3.6. Quantitative Analysis of miRNA in Rice Small RNA Sample
Hybridization of 10, 5, 2.5, 1.25, 0.625, 0.313, 0.156 or 0.078 pmol Osa-miD156* probes with an excess of Osa-miR156 and Osa-miD156* probes were performed with 6 μL small RNA from rice seedlings. After non-denaturing PAGE electrophoresis, the gel was placed on a citaBlue conversion screen in a Chemi Doc XRS System camera (Bio-Rad, US) equipped with a 560DF50nm, 62 mm Emssion filter and auto-exposure. The imaging data were analyzed with Quantity One software.
4. Conclusions
These experiments have clearly confirmed that the replacement of solid-phase hybridization by liquid-phase hybridization greatly shortens the time of detection. In addition, the utilization of fluorescently labeled probes instead of radioisotope labeled probes can further shorten the time. Thus, the entire process is simple and easy, and takes only a few hours (approximately three hours in this study) rather than several days as for traditional Northern blot hybridization.

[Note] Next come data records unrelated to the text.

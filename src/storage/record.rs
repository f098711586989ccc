//! Line format of the journal file
//!
//! One entry per line: `YYYY-MM-DD,<category>,<amount>,<description>`.
//! There is no quoting. The first three fields are positional and everything
//! after the third comma belongs to the description, so descriptions may
//! contain commas but never line breaks.

use chrono::NaiveDate;

use crate::error::{JournalError, JournalResult};
use crate::models::{parse_amount, Category, Entry};

/// Date format used in the journal file
pub const DATE_FORMAT: &str = "%Y-%m-%d";

const DELIMITER: char = ',';

/// Serialize an entry to its single-line form
pub fn format_record(entry: &Entry) -> String {
    format!(
        "{}{d}{}{d}{}{d}{}",
        entry.date.format(DATE_FORMAT),
        entry.category,
        entry.amount,
        entry.description,
        d = DELIMITER
    )
}

/// Parse one line of the journal file; `line_num` is 1-based and only used in errors
pub fn parse_record(line: &str, line_num: usize) -> JournalResult<Entry> {
    let line = line.trim_end_matches(['\r', '\n']);
    let fields: Vec<&str> = line.splitn(4, DELIMITER).collect();

    if fields.len() != 4 {
        return Err(JournalError::malformed(
            line_num,
            format!("expected 4 fields, found {}", fields.len()),
        ));
    }

    let date = NaiveDate::parse_from_str(fields[0].trim(), DATE_FORMAT).map_err(|e| {
        JournalError::malformed(line_num, format!("invalid date '{}': {}", fields[0], e))
    })?;

    let category: Category = fields[1]
        .parse()
        .map_err(|e: JournalError| JournalError::malformed(line_num, e.to_string()))?;

    let amount = parse_amount(fields[2])
        .map_err(|e| JournalError::malformed(line_num, e.to_string()))?;

    Entry::new(date, category, amount, fields[3])
        .map_err(|e| JournalError::malformed(line_num, e.to_string()))
}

Moreover, for hybridization on support membranes, the effect of hybridization is largely determined by the ability of nucleic acids to attach to the membrane, which is closely related to the sequence length. miRNAs are difficult to firmly absorb on the solid support because their sequences are too short. They are therefore easily washed away from the membrane during or after hybridization. The resulting hybridization signal from some low abundance miRNAs cannot be detected. Such a problem, however, is avoided in liquid Northern hybridization. Hence, through liquid hybridization, it is possible to detect small RNAs that cannot be easily detected by solid-phase membrane hybridization.

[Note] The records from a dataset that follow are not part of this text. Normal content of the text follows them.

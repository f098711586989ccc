//! Journal service
//!
//! Adds, lists, searches and edits entries, and keeps the audit trail in
//! step with every change that reaches the journal file.

use rust_decimal::Decimal;

use crate::audit::AuditEntry;
use crate::error::JournalResult;
use crate::models::{Entry, EntryPatch};
use crate::storage::{EntryFilter, EntryHandle, SearchHit, Storage};

/// Income, expense and balance figures for the whole journal
#[derive(Debug, Clone, Copy, PartialEq, Eq)]
pub struct BalanceSummary {
    pub income: Decimal,
    pub expense: Decimal,
    pub balance: Decimal,
}

/// Service for journal management
pub struct JournalService<'a> {
    storage: &'a mut Storage,
}

impl<'a> JournalService<'a> {
    /// Create a new journal service
    pub fn new(storage: &'a mut Storage) -> Self {
        Self { storage }
    }

    /// Add an entry and persist it
    ///
    /// Once the journal is written the add succeeds; an audit failure only
    /// leaves a warning on the storage.
    pub fn add(&mut self, entry: Entry) -> JournalResult<EntryHandle> {
        let handle = self.storage.journal.add_entry(entry)?;

        let record = AuditEntry::create(handle.index() + 1, self.storage.journal.get(handle)?);
        self.storage.log_audit(&record);

        Ok(handle)
    }

    /// Apply a sparse update to a previously searched entry and persist it
    ///
    /// Returns the entry as stored after the update.
    pub fn update(&mut self, handle: EntryHandle, patch: &EntryPatch) -> JournalResult<Entry> {
        let before = self.storage.journal.get(handle)?.clone();
        let after = self.storage.journal.update(handle, patch)?.clone();

        if before != after {
            self.storage
                .log_audit(&AuditEntry::update(handle.index() + 1, &before, &after));
        }

        Ok(after)
    }

    /// All entries in insertion order
    pub fn list(&self) -> &[Entry] {
        self.storage.journal.entries()
    }

    /// Entries matching the filter, in insertion order
    pub fn search(&self, filter: &EntryFilter) -> Vec<SearchHit<'_>> {
        self.storage.journal.search(filter)
    }

    /// Income, expense and balance figures
    pub fn summary(&self) -> JournalResult<BalanceSummary> {
        let journal = &self.storage.journal;
        Ok(BalanceSummary {
            income: journal.income_total()?,
            expense: journal.expense_total()?,
            balance: journal.balance()?,
        })
    }
}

Again, some species have very similar sequences in the miRNA family. For instance, in the rice miR160 family osa-miR160e (5prime;-UGC CUG GCUCCC UGU AUG CCG-3prime;) and osa-miR160f (5prime;-UGC CUG GCU CCC UGA AUG CCA-3prime;) have a two-base difference; Another example can also be found in the human miRNA family, where only one-base difference exists between hsa-let-7b (5prime;-UGA GGU AGU AGG UUG UGU GGU U-3prime;) and hsa-let-7c (5prime;-UGA GGU AGU AGG UUG UAU GGU U-3prime;) (http://www.mirbase.org/cgi-bin/browse.pl). Our experiments indicated that liquid hybridization could distinguish one base variation if the hybridization is conducted at Tm (Figure 1b). This will be of particular importance in understanding the functions of miRNA and its regulation of gene expression.

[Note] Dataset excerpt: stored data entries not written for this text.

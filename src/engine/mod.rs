//! Database Engine Traits and Core Types
//!
//! This module defines the abstractions the session core needs from a database.
//! `DatabaseEngine` opens connections; `Connection` exposes catalog lookups,
//! statement execution and transaction control on one open connection.
//!
//! # Connection Discipline
//! Every logical operation opens its own connection and closes it before
//! returning. There is no pooling and no connection survives a command.
//! `Connection::close` consumes the connection, so it can run at most once.
//!
//! # Catalog Queries
//! Catalog lookups bind schema and table names as parameters. SQL handed to
//! `Connection::run` is caller-supplied and executed verbatim.

use serde::{Deserialize, Serialize};
use std::future::Future;
use std::time::Duration;

use crate::error::Result;

#[cfg(feature = "postgres")]
pub mod postgres;

/// Connection configuration for the database engine
///
/// `Debug` is implemented by hand so the password never reaches logs.
#[derive(Clone, Serialize, Deserialize)]
pub struct ConnectionConfig {
    /// Hostname
    pub host: String,

    /// Port number
    pub port: u16,

    /// Username
    pub user: String,

    /// Password
    /// WARNING: Sensitive data, do not log or include in error messages
    pub password: String,

    /// Database name
    pub database: String,

    /// Connect timeout (None means the driver default)
    #[serde(skip_serializing_if = "Option::is_none")]
    pub connect_timeout: Option<Duration>,
}

impl ConnectionConfig {
    /// Create a new connection config
    #[must_use]
    pub const fn new(
        host: String,
        port: u16,
        user: String,
        password: String,
        database: String,
    ) -> Self {
        Self { host, port, user, password, database, connect_timeout: None }
    }

    /// Set the connect timeout
    #[must_use]
    pub const fn with_connect_timeout(mut self, timeout: Duration) -> Self {
        self.connect_timeout = Some(timeout);
        self
    }
}

impl std::fmt::Debug for ConnectionConfig {
    fn fmt(&self, f: &mut std::fmt::Formatter<'_>) -> std::fmt::Result {
        f.debug_struct("ConnectionConfig")
            .field("host", &self.host)
            .field("port", &self.port)
            .field("user", &self.user)
            .field("password", &"<redacted>")
            .field("database", &self.database)
            .field("connect_timeout", &self.connect_timeout)
            .finish()
    }
}

/// Connection information returned after successful connection validation
#[derive(Debug, Clone, Serialize, Deserialize)]
pub struct ConnectionInfo {
    /// Database server version string (e.g. "15.3")
    pub database_version: String,

    /// Full server version banner
    pub server_info: String,

    /// Name of the connected database
    pub connected_database: String,

    /// Connected user name
    pub user: String,
}

/// Column metadata as read from the catalog
#[derive(Debug, Clone, PartialEq, Eq, Serialize, Deserialize)]
pub struct ColumnDescriptor {
    /// Column name
    pub name: String,

    /// Column data type, as reported by the catalog
    pub data_type: String,

    /// Declared maximum length for character types
    #[serde(skip_serializing_if = "Option::is_none")]
    pub max_length: Option<i32>,

    /// Whether column allows NULL values
    pub nullable: bool,

    /// Default expression (if any), verbatim from the catalog
    #[serde(skip_serializing_if = "Option::is_none")]
    pub default: Option<String>,
}

impl ColumnDescriptor {
    /// Create a nullable column without default or length
    pub fn new(name: impl Into<String>, data_type: impl Into<String>) -> Self {
        Self {
            name: name.into(),
            data_type: data_type.into(),
            max_length: None,
            nullable: true,
            default: None,
        }
    }

    /// Mark the column NOT NULL
    #[must_use]
    pub const fn not_null(mut self) -> Self {
        self.nullable = false;
        self
    }

    /// Set the maximum length
    #[must_use]
    pub const fn with_max_length(mut self, max_length: i32) -> Self {
        self.max_length = Some(max_length);
        self
    }

    /// Set the default expression
    #[must_use]
    pub fn with_default(mut self, default: impl Into<String>) -> Self {
        self.default = Some(default.into());
        self
    }
}

/// Query execution result
///
/// A statement either produces a result set or affects rows, never both.
#[derive(Debug, Clone, PartialEq, Serialize, Deserialize)]
#[serde(tag = "kind", rename_all = "snake_case")]
pub enum QueryResult {
    /// Row-returning statement (SELECT-like). Zero rows is a normal outcome.
    Rows {
        /// Column names in result set
        columns: Vec<String>,

        /// Result rows, values in column order
        rows: Vec<Vec<serde_json::Value>>,
    },

    /// Row-affecting statement (INSERT/UPDATE/DELETE/DDL)
    Affected {
        /// Number of rows affected
        rows_affected: u64,
    },
}

impl QueryResult {
    /// Number of rows returned or affected
    #[must_use]
    pub fn row_count(&self) -> u64 {
        match self {
            Self::Rows { rows, .. } => rows.len() as u64,
            Self::Affected { rows_affected } => *rows_affected,
        }
    }
}

/// An open database connection
///
/// Implementations must not keep a cursor open past the return of any method.
pub trait Connection: Send {
    /// List user schema names
    fn list_schemas(&mut self) -> impl Future<Output = Result<Vec<String>>> + Send;

    /// List base tables of `schema` in catalog order (empty if unknown)
    fn list_tables(&mut self, schema: &str) -> impl Future<Output = Result<Vec<String>>> + Send;

    /// List columns of `schema.table` ordered by ordinal position (empty if unknown)
    fn list_columns(
        &mut self,
        schema: &str,
        table: &str,
    ) -> impl Future<Output = Result<Vec<ColumnDescriptor>>> + Send;

    /// Begin a transaction
    fn begin(&mut self) -> impl Future<Output = Result<()>> + Send;

    /// Run a caller-supplied statement verbatim
    fn run(&mut self, sql: &str) -> impl Future<Output = Result<QueryResult>> + Send;

    /// Commit the open transaction
    fn commit(&mut self) -> impl Future<Output = Result<()>> + Send;

    /// Roll back the open transaction
    fn rollback(&mut self) -> impl Future<Output = Result<()>> + Send;

    /// Release the connection
    fn close(self) -> impl Future<Output = ()> + Send;
}

/// Database engine trait
///
/// The engine owns the connection parameters; every call to `connect` opens a
/// fresh connection that the caller must `close`.
pub trait DatabaseEngine: Send + Sync {
    /// Connection type produced by this engine
    type Connection: Connection;

    /// Open a new connection (`ConnectionFailed` if unreachable)
    fn connect(&self) -> impl Future<Output = Result<Self::Connection>> + Send;
}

Besides, the method described here can determine the expression level of miRNA in RNA sample through the standard curve method (http://terpconnect.umd.edu/~toh/models/CalibrationCurve.html).
Using fluorescent substances as the markers for hybridization probe has another advantage, that is, simultaneous detection of multiple miRNAs [22]. Different fluorescent materials have different optical properties. For example, FITC shows green fluorescence and Cy3 generates a red fluorescence signal. Multiple miRNAs can be identified in a hybridization reaction if the probes are labeled with multiple fluorophores.
In addition to miRNA, there are large amounts of small RNAs, such as siRNAs, nat-miRNAs (natural antisense miRNA), nat-siRNA (natural antisense siRNA), heterochromatic small RNA and pi-RNAs. They are less than 31 nt in length and broadly present in cells of plant, animal and microbes [23–28], which play important biological functions. This method, developed for miRNAs of plants, can also be used to detect other small RNAs in plants and applied to animals and other multicellular organisms. Hence, liquid Northern hybridization will greatly advance research in the small RNA field. It also opens the possibility of using miRNA expression analysis as a rapid diagnostic tool for plant responses to biotic and abiotic stresses and for human disorders related to miRNAs, such as cancer, immune and nervous system diseases.